The Fed memutuskan untuk tetap mempertahankan suku bunga acuannya dalam pertemuan kebijakan terbaru.
Keputusan ini memberikan angin segar bagi pasar, terutama karena sebelumnya sempat muncul spekulasi di kalangan pedagang mengenai potensi kenaikan suku bunga lebih lanjut.
Kondisi pasar saat ini masih dipengaruhi oleh tensi geopolitik yang berkepanjangan di Timur Tengah.
Konflik antara Amerika Serikat dan Iran telah memberikan dampak signifikan terhadap stabilitas harga komoditas global.
Sejak dimulainya eskalasi ketegangan tersebut, harga emas tercatat telah terkoreksi lebih dari seperlima dari nilai tertingginya.
Lonjakan harga energi akibat ketidakpastian regional memicu tekanan inflasi yang lebih luas.
Kondisi inflasi ini meningkatkan kekhawatiran pelaku pasar bahwa suku bunga tinggi akan dipertahankan dalam jangka waktu yang lebih lama dari perkiraan semula.
Kendati menghadapi tekanan makroekonomi yang berat, emas menunjukkan ketahanan yang cukup kuat di pasar internasional.
Aktivitas pembelian saat harga mengalami penurunan atau buy on weakness berperan krusial dalam menjaga posisi emas.
Strategi pelaku pasar tersebut berhasil menahan harga emas agar tidak terperosok lebih dalam dan tetap bertahan di atas level psikologis US$ 4.000 per ons troi.
Dukungan dari langkah The Fed yang menahan laju suku bunga terbukti cukup efektif untuk meredam sentimen negatif dari pasar energi.
Para investor kini cenderung lebih berhati-hati dalam memantau data inflasi yang akan datang sebagai indikator arah kebijakan moneter ke depan.
Pergerakan harga yang fluktuatif ini mencerminkan dilema antara upaya menekan inflasi melalui kebijakan moneter ketat dan kebutuhan untuk menjaga pertumbuhan ekonomi di tengah gejolak geopolitik.

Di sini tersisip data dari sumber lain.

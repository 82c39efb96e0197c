//! Scheduling parameters

use serde::{Deserialize, Serialize};

/// Target tile footprint in device pixels
pub const DEFAULT_TILE_SIZE: f32 = 256.0;

/// Thumbnail size relative to the page at zoom 1
pub const DEFAULT_THUMBNAIL_RATIO: f32 = 0.3;

/// Extra pixels scheduled before and after the viewport on the scroll axis
pub const DEFAULT_PRELOAD_OFFSET: f32 = 20.0;

/// Configuration for the visible range scheduler
#[derive(Debug, Clone, Copy, PartialEq, Serialize, Deserialize)]
#[serde(default)]
pub struct SchedulerConfig {
    pub tile_size: f32,
    pub thumbnail_ratio: f32,
    pub preload_offset: f32,
    /// Tiles looked up or requested per pass, at most
    pub max_tiles_per_pass: usize,
}

impl Default for SchedulerConfig {
    fn default() -> Self {
        Self {
            tile_size: DEFAULT_TILE_SIZE,
            thumbnail_ratio: DEFAULT_THUMBNAIL_RATIO,
            preload_offset: DEFAULT_PRELOAD_OFFSET,
            max_tiles_per_pass: pageview_cache::DEFAULT_CAPACITY,
        }
    }
}

impl SchedulerConfig {
    pub fn with_tile_size(mut self, tile_size: f32) -> Self {
        self.tile_size = tile_size;
        self
    }

    pub fn with_preload_offset(mut self, preload_offset: f32) -> Self {
        self.preload_offset = preload_offset;
        self
    }

    pub fn with_max_tiles_per_pass(mut self, max_tiles_per_pass: usize) -> Self {
        self.max_tiles_per_pass = max_tiles_per_pass;
        self
    }

    /// Check every value, returning the name of the first bad one
    pub fn validate(&self) -> Result<(), &'static str> {
        if !(self.tile_size.is_finite() && self.tile_size >= 1.0) {
            return Err("tile_size");
        }
        if !(self.thumbnail_ratio > 0.0 && self.thumbnail_ratio <= 1.0) {
            return Err("thumbnail_ratio");
        }
        if !(self.preload_offset.is_finite() && self.preload_offset >= 0.0) {
            return Err("preload_offset");
        }
        if self.max_tiles_per_pass == 0 {
            return Err("max_tiles_per_pass");
        }
        Ok(())
    }
}

#[cfg(test)]
mod tests {
    use super::*;

    #[test]
    fn test_defaults() {
        let config = SchedulerConfig::default();
        assert_eq!(config.tile_size, 256.0);
        assert_eq!(config.thumbnail_ratio, 0.3);
        assert_eq!(config.preload_offset, 20.0);
        assert_eq!(config.max_tiles_per_pass, 120);
        assert!(config.validate().is_ok());
    }

    #[test]
    fn test_validate_reports_key() {
        assert_eq!(
            SchedulerConfig::default().with_tile_size(0.0).validate(),
            Err("tile_size")
        );
        assert_eq!(
            SchedulerConfig::default().with_preload_offset(-1.0).validate(),
            Err("preload_offset")
        );
        assert_eq!(
            SchedulerConfig::default().with_max_tiles_per_pass(0).validate(),
            Err("max_tiles_per_pass")
        );
    }
}
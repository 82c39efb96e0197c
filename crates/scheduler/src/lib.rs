//! Visible range scheduling for tiled page rendering
//!
//! Given a [`DocumentLayout`](pageview_layout::DocumentLayout), a
//! [`ViewportState`] and a [`TileCache`](pageview_cache::TileCache), the
//! [`VisibleRangeScheduler`] decides which thumbnails and tiles a view needs,
//! reuses what is cached and returns raster requests for the rest.
//!
//! # Example
//!
//! ```
//! use pageview_cache::TileCache;
//! use pageview_layout::{DocumentLayout, LayoutOptions, PageSize, ScaledSize};
//! use pageview_scheduler::{RequestContext, ViewportState, VisibleRangeScheduler};
//!
//! let mut layout = DocumentLayout::new(
//!     vec![PageSize::new(612.0, 792.0); 3],
//!     LayoutOptions::default(),
//!     None,
//! );
//! layout.recompute(ScaledSize::new(800.0, 600.0));
//!
//! let cache = TileCache::default();
//! let mut scheduler = VisibleRangeScheduler::default();
//! let viewport = ViewportState::new(800.0, 600.0);
//!
//! let plan = scheduler.schedule(&layout, &viewport, &cache, &RequestContext::default());
//! assert_eq!(plan.first_page, 0);
//! assert!(plan.requests[0].thumbnail);
//! ```

pub mod config;
pub mod grid;
pub mod scheduler;
pub mod viewport;

pub use config::{
    SchedulerConfig, DEFAULT_PRELOAD_OFFSET, DEFAULT_THUMBNAIL_RATIO, DEFAULT_TILE_SIZE,
};
pub use grid::{TileCell, TileGrid};
pub use scheduler::{RequestContext, SchedulePlan, VisibleRangeScheduler};
pub use viewport::ViewportState;
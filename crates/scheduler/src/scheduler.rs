//! Visible range scheduling
//!
//! One pass turns the viewport into raster requests: a new cache generation
//! is started, the pages around the viewport are found, every page gets a
//! thumbnail request and then its visible tiles are looked up or requested
//! in row-major order until the per-pass budget is spent.

use crate::config::SchedulerConfig;
use crate::grid::TileGrid;
use crate::viewport::ViewportState;
use pageview_cache::{RelativeBounds, TileCache, TileKey};
use pageview_layout::{DocumentLayout, ScrollAxis};
use pageview_render::{Appearance, PageRect, RasterRequest};

/// Per-pass rendering settings copied into every request
#[derive(Debug, Clone, Default, PartialEq)]
pub struct RequestContext {
    pub search_query: String,
    pub best_quality: bool,
    pub annotation_rendering: bool,
    pub appearance: Appearance,
}

/// Result of one scheduling pass
#[derive(Debug, Clone, Default, PartialEq)]
pub struct SchedulePlan {
    /// Cache misses to hand to the worker, thumbnails first
    pub requests: Vec<RasterRequest>,
    /// Tiles found in the cache
    pub hits: usize,
    pub first_page: usize,
    pub last_page: usize,
}

impl SchedulePlan {
    /// Number of page tile requests, thumbnails excluded
    pub fn tile_requests(&self) -> usize {
        self.requests.iter().filter(|r| !r.thumbnail).count()
    }

    pub fn thumbnail_requests(&self) -> usize {
        self.requests.iter().filter(|r| r.thumbnail).count()
    }
}

/// Decides which tiles a viewport needs
///
/// Owns the cache order counter, so orders keep increasing across passes
/// and the most recently wanted tiles are always evicted last.
#[derive(Debug, Clone)]
pub struct VisibleRangeScheduler {
    config: SchedulerConfig,
    next_order: u64,
}

impl VisibleRangeScheduler {
    pub fn new(config: SchedulerConfig) -> Self {
        Self {
            config,
            next_order: 1,
        }
    }

    pub fn config(&self) -> &SchedulerConfig {
        &self.config
    }

    /// Restart cache orders, for a freshly loaded document
    pub fn reset(&mut self) {
        self.next_order = 1;
    }

    fn take_order(&mut self) -> u64 {
        let order = self.next_order;
        self.next_order += 1;
        order
    }

    /// Run one scheduling pass
    pub fn schedule(
        &mut self,
        layout: &DocumentLayout,
        viewport: &ViewportState,
        cache: &TileCache,
        context: &RequestContext,
    ) -> SchedulePlan {
        cache.begin_new_generation();

        let mut plan = SchedulePlan::default();
        if layout.pages_count() == 0 || viewport.is_degenerate() {
            return plan;
        }

        let axis = layout.axis();
        let zoom = viewport.zoom;
        let area = viewport.preload_rect(axis, self.config.preload_offset);
        let (start, end) = match axis {
            ScrollAxis::Vertical => (area.top, area.bottom),
            ScrollAxis::Horizontal => (area.left, area.right),
        };
        plan.first_page = layout.page_at_offset(start, zoom);
        plan.last_page = layout.page_at_offset(end, zoom);

        for page in plan.first_page..=plan.last_page {
            self.request_thumbnail(layout, page, cache, context, &mut plan);
        }

        let mut budget = self.config.max_tiles_per_pass;
        for page in plan.first_page..=plan.last_page {
            if budget == 0 {
                break;
            }
            self.request_tiles(layout, page, viewport, area, cache, context, &mut budget, &mut plan);
        }

        log::debug!(
            "scheduled pages {}..={}: {} request(s), {} hit(s)",
            plan.first_page,
            plan.last_page,
            plan.requests.len(),
            plan.hits
        );
        plan
    }

    fn request_thumbnail(
        &self,
        layout: &DocumentLayout,
        page: usize,
        cache: &TileCache,
        context: &RequestContext,
        plan: &mut SchedulePlan,
    ) {
        let (Some(document_page), Some(size)) = (layout.document_page(page), layout.page_size(page))
        else {
            return;
        };
        if size.is_degenerate() {
            return;
        }
        if cache.contains_thumbnail(&TileKey::thumbnail(page, &context.search_query)) {
            return;
        }

        let ratio = self.config.thumbnail_ratio;
        plan.requests.push(RasterRequest {
            page,
            document_page,
            width: size.width * ratio,
            height: size.height * ratio,
            bounds: RelativeBounds::FULL,
            thumbnail: true,
            cache_order: 0,
            best_quality: context.best_quality,
            annotation_rendering: context.annotation_rendering,
            search_query: context.search_query.clone(),
            appearance: context.appearance,
        });
    }

    #[allow(clippy::too_many_arguments)]
    fn request_tiles(
        &mut self,
        layout: &DocumentLayout,
        page: usize,
        viewport: &ViewportState,
        area: PageRect,
        cache: &TileCache,
        context: &RequestContext,
        budget: &mut usize,
        plan: &mut SchedulePlan,
    ) {
        let Some(document_page) = layout.document_page(page) else {
            return;
        };
        let zoom = viewport.zoom;
        let size = layout.scaled_page_size(page, zoom);
        let Some(grid) = TileGrid::for_page(size, self.config.tile_size) else {
            return;
        };

        // Preload area relative to this page
        let primary = layout.page_offset(page, zoom);
        let secondary = layout.secondary_offset(page, zoom);
        let (x, y) = match layout.axis() {
            ScrollAxis::Vertical => (secondary, primary),
            ScrollAxis::Horizontal => (primary, secondary),
        };
        let relative = area
            .translate(-x, -y)
            .scale(1.0 / size.width, 1.0 / size.height);
        let Some((rows, cols)) = grid.cells_covering(relative) else {
            return;
        };

        for row in rows {
            for col in cols.clone() {
                if *budget == 0 {
                    return;
                }
                let Some(cell) = grid.cell(row, col) else {
                    continue;
                };
                *budget -= 1;

                let order = self.take_order();
                let key = TileKey::new(page, cell.bounds, false, &context.search_query);
                if cache.lookup_and_promote(&key, order) {
                    plan.hits += 1;
                    continue;
                }

                plan.requests.push(RasterRequest {
                    page,
                    document_page,
                    width: cell.width,
                    height: cell.height,
                    bounds: cell.bounds,
                    thumbnail: false,
                    cache_order: order,
                    best_quality: context.best_quality,
                    annotation_rendering: context.annotation_rendering,
                    search_query: context.search_query.clone(),
                    appearance: context.appearance,
                });
            }
        }
    }
}

impl Default for VisibleRangeScheduler {
    fn default() -> Self {
        Self::new(SchedulerConfig::default())
    }
}
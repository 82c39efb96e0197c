//! Rasterization errors

/// Errors reported by a [`RasterEngine`](crate::RasterEngine)
#[derive(Debug, thiserror::Error)]
pub enum EngineError {
    #[error("failed to open page {page}: {reason}")]
    PageOpen { page: usize, reason: String },

    #[error("failed to render page {page}: {reason}")]
    Render { page: usize, reason: String },

    #[error("cannot allocate a {width}x{height} bitmap for page {page}")]
    Allocation { page: usize, width: u32, height: u32 },

    #[error("page {0} out of range")]
    InvalidPage(usize),

    #[error("backend error: {0}")]
    Backend(String),
}

pub type EngineResult<T> = Result<T, EngineError>;

/// What went wrong while producing a tile or page text
#[derive(Debug, Clone, Copy, PartialEq, Eq)]
pub enum FailureKind {
    /// The page could not be opened; later requests for it are skipped
    PageOpen,
    /// The output bitmap could not be allocated
    Allocation,
    /// The engine failed after the page was opened
    Render,
}

/// Typed failure delivered from the worker, keyed by user page index
#[derive(Debug, Clone, PartialEq, Eq, thiserror::Error)]
#[error("page {page}: {message}")]
pub struct RenderFailure {
    pub page: usize,
    pub kind: FailureKind,
    pub message: String,
}

impl RenderFailure {
    pub fn new(page: usize, kind: FailureKind, message: impl Into<String>) -> Self {
        Self {
            page,
            kind,
            message: message.into(),
        }
    }

    /// Classify an engine error for the given user page
    pub fn from_engine(page: usize, error: &EngineError) -> Self {
        let kind = match error {
            EngineError::PageOpen { .. } | EngineError::InvalidPage(_) => FailureKind::PageOpen,
            EngineError::Allocation { .. } => FailureKind::Allocation,
            EngineError::Render { .. } | EngineError::Backend(_) => FailureKind::Render,
        };
        Self::new(page, kind, error.to_string())
    }
}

Hingga saat ini, pelaku pasar terus mengamati perkembangan di Timur Tengah, mengingat dampaknya yang sangat sensitif terhadap harga komoditas logam berharga sebagai aset lindung nilai.
Ke depannya, stabilitas harga emas akan sangat bergantung pada bagaimana The Fed merespons data ekonomi Amerika Serikat di tengah tekanan inflasi yang masih membayangi.